++++ Records supplied ++++
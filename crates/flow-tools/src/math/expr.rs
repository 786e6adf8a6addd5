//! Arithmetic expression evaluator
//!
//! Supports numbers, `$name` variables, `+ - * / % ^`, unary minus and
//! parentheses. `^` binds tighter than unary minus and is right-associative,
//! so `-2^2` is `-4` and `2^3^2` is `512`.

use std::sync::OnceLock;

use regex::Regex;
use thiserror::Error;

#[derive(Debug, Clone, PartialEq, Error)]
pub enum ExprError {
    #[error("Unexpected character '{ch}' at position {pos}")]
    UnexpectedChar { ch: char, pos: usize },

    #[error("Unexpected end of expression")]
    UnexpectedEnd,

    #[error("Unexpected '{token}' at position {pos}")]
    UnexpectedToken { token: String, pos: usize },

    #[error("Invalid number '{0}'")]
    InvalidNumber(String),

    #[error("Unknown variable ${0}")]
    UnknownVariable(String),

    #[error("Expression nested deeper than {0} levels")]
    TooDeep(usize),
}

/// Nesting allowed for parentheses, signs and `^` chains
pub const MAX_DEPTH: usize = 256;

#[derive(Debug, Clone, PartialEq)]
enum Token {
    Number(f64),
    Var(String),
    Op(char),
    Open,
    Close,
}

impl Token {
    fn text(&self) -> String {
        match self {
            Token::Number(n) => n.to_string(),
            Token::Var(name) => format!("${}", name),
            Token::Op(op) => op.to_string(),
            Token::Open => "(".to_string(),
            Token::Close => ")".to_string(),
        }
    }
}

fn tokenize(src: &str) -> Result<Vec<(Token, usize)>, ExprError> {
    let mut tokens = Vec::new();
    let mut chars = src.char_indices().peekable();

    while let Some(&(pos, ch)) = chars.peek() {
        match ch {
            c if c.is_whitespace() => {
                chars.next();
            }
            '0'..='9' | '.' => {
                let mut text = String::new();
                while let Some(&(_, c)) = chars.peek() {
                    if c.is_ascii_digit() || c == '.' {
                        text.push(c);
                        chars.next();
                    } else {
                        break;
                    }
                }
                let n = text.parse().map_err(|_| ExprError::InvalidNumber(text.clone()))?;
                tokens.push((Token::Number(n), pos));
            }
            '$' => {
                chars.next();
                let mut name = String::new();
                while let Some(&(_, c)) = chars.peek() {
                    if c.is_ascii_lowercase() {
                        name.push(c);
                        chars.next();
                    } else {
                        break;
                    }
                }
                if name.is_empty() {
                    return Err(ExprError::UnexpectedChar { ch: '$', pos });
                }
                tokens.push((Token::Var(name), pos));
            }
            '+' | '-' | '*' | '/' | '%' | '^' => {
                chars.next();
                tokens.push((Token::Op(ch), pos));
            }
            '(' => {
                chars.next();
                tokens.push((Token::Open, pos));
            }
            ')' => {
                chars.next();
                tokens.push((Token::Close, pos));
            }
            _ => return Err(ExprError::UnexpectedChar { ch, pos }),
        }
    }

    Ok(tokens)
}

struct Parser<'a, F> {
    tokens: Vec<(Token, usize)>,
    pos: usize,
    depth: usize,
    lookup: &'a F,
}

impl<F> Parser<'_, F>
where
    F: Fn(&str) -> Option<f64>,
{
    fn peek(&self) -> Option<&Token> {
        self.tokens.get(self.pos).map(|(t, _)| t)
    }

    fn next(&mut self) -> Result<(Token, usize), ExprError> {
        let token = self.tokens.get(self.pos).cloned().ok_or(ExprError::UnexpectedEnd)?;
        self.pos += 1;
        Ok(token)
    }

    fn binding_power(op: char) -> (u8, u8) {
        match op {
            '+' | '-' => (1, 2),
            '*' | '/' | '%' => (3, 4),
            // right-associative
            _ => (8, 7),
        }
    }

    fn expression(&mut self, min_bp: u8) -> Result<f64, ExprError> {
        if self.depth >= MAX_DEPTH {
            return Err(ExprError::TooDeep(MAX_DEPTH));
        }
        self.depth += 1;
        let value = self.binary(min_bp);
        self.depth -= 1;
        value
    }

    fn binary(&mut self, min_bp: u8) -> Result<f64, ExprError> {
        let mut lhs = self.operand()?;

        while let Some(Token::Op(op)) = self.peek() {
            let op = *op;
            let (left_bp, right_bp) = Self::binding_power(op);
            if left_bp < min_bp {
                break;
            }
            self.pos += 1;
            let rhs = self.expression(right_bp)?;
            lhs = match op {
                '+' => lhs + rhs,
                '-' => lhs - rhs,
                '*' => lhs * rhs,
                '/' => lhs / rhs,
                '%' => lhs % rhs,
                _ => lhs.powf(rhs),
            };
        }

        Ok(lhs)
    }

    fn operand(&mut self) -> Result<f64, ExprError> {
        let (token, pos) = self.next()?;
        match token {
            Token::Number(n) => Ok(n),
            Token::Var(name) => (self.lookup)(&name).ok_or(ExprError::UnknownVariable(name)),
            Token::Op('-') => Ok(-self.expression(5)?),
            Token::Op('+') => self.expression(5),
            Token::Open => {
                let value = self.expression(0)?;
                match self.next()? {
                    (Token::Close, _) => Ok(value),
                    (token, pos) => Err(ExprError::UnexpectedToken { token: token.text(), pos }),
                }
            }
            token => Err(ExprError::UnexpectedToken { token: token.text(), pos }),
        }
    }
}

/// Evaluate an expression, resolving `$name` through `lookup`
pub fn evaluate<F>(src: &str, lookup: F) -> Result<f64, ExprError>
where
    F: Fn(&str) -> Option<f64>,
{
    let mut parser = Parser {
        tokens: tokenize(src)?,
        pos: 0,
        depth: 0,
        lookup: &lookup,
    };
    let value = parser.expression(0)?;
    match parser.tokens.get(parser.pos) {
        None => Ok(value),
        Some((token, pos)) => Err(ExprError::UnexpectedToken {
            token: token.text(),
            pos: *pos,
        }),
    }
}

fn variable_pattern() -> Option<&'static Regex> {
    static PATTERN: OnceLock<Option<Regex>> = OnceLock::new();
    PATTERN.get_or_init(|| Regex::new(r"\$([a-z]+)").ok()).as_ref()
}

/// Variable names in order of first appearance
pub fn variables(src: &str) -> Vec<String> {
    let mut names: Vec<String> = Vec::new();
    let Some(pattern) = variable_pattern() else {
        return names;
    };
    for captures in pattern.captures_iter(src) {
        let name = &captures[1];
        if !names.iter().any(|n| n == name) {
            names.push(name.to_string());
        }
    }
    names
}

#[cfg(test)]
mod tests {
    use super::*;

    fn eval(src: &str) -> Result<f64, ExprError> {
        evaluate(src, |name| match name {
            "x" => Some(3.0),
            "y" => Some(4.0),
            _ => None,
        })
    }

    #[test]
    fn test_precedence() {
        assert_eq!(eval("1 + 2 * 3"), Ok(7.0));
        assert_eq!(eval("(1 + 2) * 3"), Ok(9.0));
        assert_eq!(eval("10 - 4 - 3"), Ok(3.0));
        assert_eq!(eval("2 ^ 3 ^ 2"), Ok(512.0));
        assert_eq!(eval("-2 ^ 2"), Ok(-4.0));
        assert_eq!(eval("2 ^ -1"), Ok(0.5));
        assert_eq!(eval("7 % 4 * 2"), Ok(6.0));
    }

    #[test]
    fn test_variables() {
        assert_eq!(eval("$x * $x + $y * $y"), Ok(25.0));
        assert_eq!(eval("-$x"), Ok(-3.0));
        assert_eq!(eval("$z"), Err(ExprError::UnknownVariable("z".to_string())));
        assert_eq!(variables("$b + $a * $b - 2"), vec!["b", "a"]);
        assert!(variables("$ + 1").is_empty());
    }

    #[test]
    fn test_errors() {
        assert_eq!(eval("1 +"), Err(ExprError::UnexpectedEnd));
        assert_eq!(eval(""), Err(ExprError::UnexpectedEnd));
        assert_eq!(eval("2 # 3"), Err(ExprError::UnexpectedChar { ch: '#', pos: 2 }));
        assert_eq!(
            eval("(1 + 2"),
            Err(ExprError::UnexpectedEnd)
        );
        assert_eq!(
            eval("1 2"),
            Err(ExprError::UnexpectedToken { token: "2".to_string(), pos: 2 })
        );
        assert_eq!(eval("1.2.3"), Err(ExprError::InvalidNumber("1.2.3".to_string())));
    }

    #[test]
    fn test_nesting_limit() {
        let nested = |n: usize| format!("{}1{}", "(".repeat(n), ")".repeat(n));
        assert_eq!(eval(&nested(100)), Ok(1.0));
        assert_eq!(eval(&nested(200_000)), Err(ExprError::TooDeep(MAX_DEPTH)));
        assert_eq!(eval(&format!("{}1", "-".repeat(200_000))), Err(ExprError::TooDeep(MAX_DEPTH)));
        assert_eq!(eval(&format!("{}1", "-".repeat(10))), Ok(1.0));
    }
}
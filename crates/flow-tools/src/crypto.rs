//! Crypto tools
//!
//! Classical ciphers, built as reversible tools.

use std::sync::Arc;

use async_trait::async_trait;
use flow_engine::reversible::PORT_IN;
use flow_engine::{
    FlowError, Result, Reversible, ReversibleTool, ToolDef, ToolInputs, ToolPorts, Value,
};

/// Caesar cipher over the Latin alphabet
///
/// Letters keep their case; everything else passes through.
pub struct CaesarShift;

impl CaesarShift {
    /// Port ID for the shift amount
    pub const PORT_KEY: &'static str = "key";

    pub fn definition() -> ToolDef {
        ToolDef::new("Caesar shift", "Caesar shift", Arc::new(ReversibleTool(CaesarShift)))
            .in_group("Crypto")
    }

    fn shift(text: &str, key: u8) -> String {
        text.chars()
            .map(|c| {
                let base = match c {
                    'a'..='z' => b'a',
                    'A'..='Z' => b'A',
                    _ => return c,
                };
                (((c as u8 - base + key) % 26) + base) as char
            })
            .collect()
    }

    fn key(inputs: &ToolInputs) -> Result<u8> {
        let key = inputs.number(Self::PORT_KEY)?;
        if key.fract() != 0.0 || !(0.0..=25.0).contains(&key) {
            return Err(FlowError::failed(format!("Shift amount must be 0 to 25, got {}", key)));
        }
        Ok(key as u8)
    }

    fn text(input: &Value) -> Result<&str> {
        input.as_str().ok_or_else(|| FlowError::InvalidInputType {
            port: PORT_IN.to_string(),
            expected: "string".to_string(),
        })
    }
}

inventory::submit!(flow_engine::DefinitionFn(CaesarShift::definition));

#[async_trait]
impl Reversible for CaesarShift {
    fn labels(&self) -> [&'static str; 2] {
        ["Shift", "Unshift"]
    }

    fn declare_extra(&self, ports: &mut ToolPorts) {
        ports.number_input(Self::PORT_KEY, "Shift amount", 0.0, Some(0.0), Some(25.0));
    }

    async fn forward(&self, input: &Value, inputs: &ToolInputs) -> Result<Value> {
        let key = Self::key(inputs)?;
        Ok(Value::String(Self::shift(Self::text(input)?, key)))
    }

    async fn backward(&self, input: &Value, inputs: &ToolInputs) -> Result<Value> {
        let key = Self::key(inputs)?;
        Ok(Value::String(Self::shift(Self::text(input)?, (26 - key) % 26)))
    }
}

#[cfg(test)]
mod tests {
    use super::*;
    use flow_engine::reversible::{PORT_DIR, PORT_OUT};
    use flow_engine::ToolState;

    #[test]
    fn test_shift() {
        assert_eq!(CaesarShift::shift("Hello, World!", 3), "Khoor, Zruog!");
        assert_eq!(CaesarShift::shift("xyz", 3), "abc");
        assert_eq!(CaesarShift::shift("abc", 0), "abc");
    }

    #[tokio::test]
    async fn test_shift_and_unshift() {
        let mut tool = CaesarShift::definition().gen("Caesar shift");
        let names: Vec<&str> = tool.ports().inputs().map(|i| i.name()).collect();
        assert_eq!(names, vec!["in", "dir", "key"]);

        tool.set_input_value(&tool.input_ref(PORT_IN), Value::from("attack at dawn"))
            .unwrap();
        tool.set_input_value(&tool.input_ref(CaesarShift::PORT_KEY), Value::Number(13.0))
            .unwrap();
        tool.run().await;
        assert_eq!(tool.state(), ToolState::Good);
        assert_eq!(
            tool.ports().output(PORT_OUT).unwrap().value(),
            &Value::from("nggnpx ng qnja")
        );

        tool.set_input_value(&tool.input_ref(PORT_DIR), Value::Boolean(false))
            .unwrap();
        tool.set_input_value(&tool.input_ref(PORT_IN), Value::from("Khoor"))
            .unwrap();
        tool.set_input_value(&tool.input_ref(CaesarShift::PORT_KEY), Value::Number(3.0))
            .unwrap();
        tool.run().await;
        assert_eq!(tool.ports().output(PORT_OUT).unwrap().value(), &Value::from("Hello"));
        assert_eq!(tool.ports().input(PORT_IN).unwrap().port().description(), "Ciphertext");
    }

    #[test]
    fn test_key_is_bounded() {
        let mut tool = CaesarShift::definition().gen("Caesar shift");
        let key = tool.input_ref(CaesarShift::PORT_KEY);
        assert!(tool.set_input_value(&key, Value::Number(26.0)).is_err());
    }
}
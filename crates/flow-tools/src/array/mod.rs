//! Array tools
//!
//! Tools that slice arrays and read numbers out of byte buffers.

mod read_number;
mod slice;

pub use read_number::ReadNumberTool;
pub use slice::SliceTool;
++++
* [To do]: Those lines of the records that contain the string "OnceLock" should be identified and copied.

* [Task solution]:
use std::sync::OnceLock;
    static PATTERN: OnceLock<Option<Regex>> = OnceLock::new();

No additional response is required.